==== Exercise data ====

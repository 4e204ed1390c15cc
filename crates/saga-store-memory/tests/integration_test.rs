//! Integration tests for saga persistence on the in-memory document engine

use assert_matches::assert_matches;
use serde::{Deserialize, Serialize};
use serde_json::json;
use transit_saga_store::{
    ClientBuilder, ClientOptions, ErrorKind, Saga, SagaClientFactory, SingleEndpointClientFactory,
    StorageClient,
};
use transit_saga_store_memory::{Error, MemoryClientBuilder, MemoryDocumentEngine};
use uuid::Uuid;

const ENDPOINT: &str = "memory://documents";
const KEY: &str = "primary-key";

#[derive(Clone, Debug, PartialEq, Serialize, Deserialize)]
#[serde(rename_all = "camelCase")]
struct OrderState {
    correlation_id: Uuid,
    current_state: String,
    items: Vec<String>,
}

impl Saga for OrderState {
    const CORRELATION_FIELD: &'static str = "correlationId";

    fn correlation_id(&self) -> Uuid {
        self.correlation_id
    }
}

#[derive(Clone, Debug, PartialEq, Serialize, Deserialize)]
struct PaymentState {
    id: Uuid,
    amount: u64,
}

impl Saga for PaymentState {
    const CORRELATION_FIELD: &'static str = "id";

    fn correlation_id(&self) -> Uuid {
        self.id
    }
}

fn order() -> OrderState {
    OrderState {
        correlation_id: Uuid::new_v4(),
        current_state: "Submitted".to_string(),
        items: vec!["book".to_string()],
    }
}

fn engine() -> MemoryDocumentEngine {
    MemoryDocumentEngine::new().with_account(ENDPOINT, KEY)
}

fn factory(engine: &MemoryDocumentEngine) -> SingleEndpointClientFactory<MemoryClientBuilder> {
    SingleEndpointClientFactory::new(engine.builder(), ENDPOINT, KEY).unwrap()
}

#[tokio::test]
async fn test_remapped_saga_round_trip() {
    let _ = tracing_subscriber::fmt::try_init();

    let engine = engine();
    let factory = factory(&engine);
    let client = factory.get_client::<OrderState>("orders").unwrap();
    let container = client.container("sagas").unwrap();

    let state = order();
    let id = state.correlation_id().to_string();
    container.create(&state).await.unwrap();

    let stored = container.read_document(&id).await.unwrap().unwrap();
    assert_eq!(stored["id"], json!(id));
    assert!(stored.get("correlationId").is_none());
    assert_eq!(stored["currentState"], json!("Submitted"));

    let loaded = container.read::<OrderState>(&id).await.unwrap().unwrap();
    assert_eq!(loaded.item, state);

    factory.dispose();
    assert_eq!(engine.connections_opened(), 1);
    assert_eq!(engine.connections_closed(), 1);
}

#[tokio::test]
async fn test_unmapped_saga_rejected_by_engine() {
    let engine = engine();
    let client = engine
        .builder()
        .build(ENDPOINT, KEY, ClientOptions::default())
        .unwrap();
    let container = client.container("sagas").unwrap();

    let result = container.create(&order()).await;

    assert_matches!(result, Err(Error::MissingId));
    assert_eq!(engine.document_count("sagas").await, 0);
}

#[tokio::test]
async fn test_identity_saga_stored_as_is() {
    let engine = engine();
    let factory = factory(&engine);
    let client = factory.get_client::<PaymentState>("payments").unwrap();
    let container = client.container("sagas").unwrap();

    let state = PaymentState {
        id: Uuid::new_v4(),
        amount: 42,
    };
    container.upsert(&state).await.unwrap();

    let stored = container
        .read_document(&state.id.to_string())
        .await
        .unwrap()
        .unwrap();
    assert_eq!(stored, json!({ "id": state.id.to_string(), "amount": 42 }));
    assert!(client.options().serializer.is_pass_through());
}

#[tokio::test]
async fn test_sagas_share_endpoint_but_not_clients() {
    let engine = engine();
    let factory = factory(&engine);

    let orders = factory.get_client::<OrderState>("orders").unwrap();
    let payments = factory.get_client::<PaymentState>("payments").unwrap();

    assert_eq!(orders.endpoint(), payments.endpoint());
    assert_eq!(engine.connections_opened(), 2);

    drop(factory);

    assert!(orders.is_closed());
    assert!(payments.is_closed());
    assert_eq!(engine.connections_closed(), 2);
}

#[tokio::test]
async fn test_optimistic_concurrency() {
    let engine = engine();
    let factory = factory(&engine);
    let container = factory
        .get_client::<OrderState>("orders")
        .unwrap()
        .container("sagas")
        .unwrap();

    let mut state = order();
    let id = state.correlation_id.to_string();
    let first = container.upsert(&state).await.unwrap();

    state.current_state = "Accepted".to_string();
    let second = container.replace(&state, Some(first.as_str())).await.unwrap();
    assert_ne!(first, second);

    state.current_state = "Cancelled".to_string();
    assert_matches!(
        container.replace(&state, Some(first.as_str())).await,
        Err(Error::PreconditionFailed { .. })
    );
    assert_matches!(
        container.delete(&id, Some(first.as_str())).await,
        Err(Error::PreconditionFailed { .. })
    );

    let loaded = container.read::<OrderState>(&id).await.unwrap().unwrap();
    assert_eq!(loaded.item.current_state, "Accepted");
    assert_eq!(loaded.etag, second);

    assert!(container.delete(&id, Some(second.as_str())).await.unwrap());
    assert!(!container.delete(&id, None).await.unwrap());
    assert!(container.read::<OrderState>(&id).await.unwrap().is_none());
}

#[tokio::test]
async fn test_create_conflict_and_replace_missing() {
    let engine = engine();
    let factory = factory(&engine);
    let container = factory
        .get_client::<OrderState>("orders")
        .unwrap()
        .container("sagas")
        .unwrap();

    let state = order();
    container.create(&state).await.unwrap();
    assert_matches!(container.create(&state).await, Err(Error::Conflict { .. }));

    assert_matches!(
        container.replace(&order(), None).await,
        Err(Error::NotFound { .. })
    );
}

#[tokio::test]
async fn test_unreachable_engine_is_retried() {
    let engine = engine();
    let factory = factory(&engine);

    engine.set_available(false);
    let err = factory.get_client::<OrderState>("orders").unwrap_err();
    assert_eq!(err.kind(), ErrorKind::ConstructionFailure);
    assert_eq!(factory.constructed_clients(), 0);

    engine.set_available(true);
    factory.get_client::<OrderState>("orders").unwrap();

    assert_eq!(engine.connections_opened(), 1);
}

#[tokio::test]
async fn test_wrong_key_rejected() {
    let engine = engine();
    let factory = SingleEndpointClientFactory::new(engine.builder(), ENDPOINT, "stale").unwrap();

    let err = factory.get_client::<OrderState>("orders").unwrap_err();

    assert_matches!(
        err,
        transit_saga_store::Error::Construction { ref source, .. }
            if matches!(source.downcast_ref::<Error>(), Some(Error::Unauthorized { .. }))
    );
}

#[tokio::test]
async fn test_closed_client_rejects_operations() {
    let engine = engine();
    let factory = factory(&engine);
    let client = factory.get_client::<OrderState>("orders").unwrap();
    let container = client.container("sagas").unwrap();

    client.close();
    client.close();

    assert_matches!(container.upsert(&order()).await, Err(Error::Closed));
    assert_matches!(client.container("sagas"), Err(Error::Closed));
    assert_eq!(engine.connections_closed(), 1);

    factory.dispose();
    assert_eq!(engine.connections_closed(), 1);
}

====

> Task directions:
Find the word "result" in the listing above. Copy each line where it appears.

> Answer section:
    let result = container.create(&order()).await;
    assert_matches!(result, Err(Error::MissingId));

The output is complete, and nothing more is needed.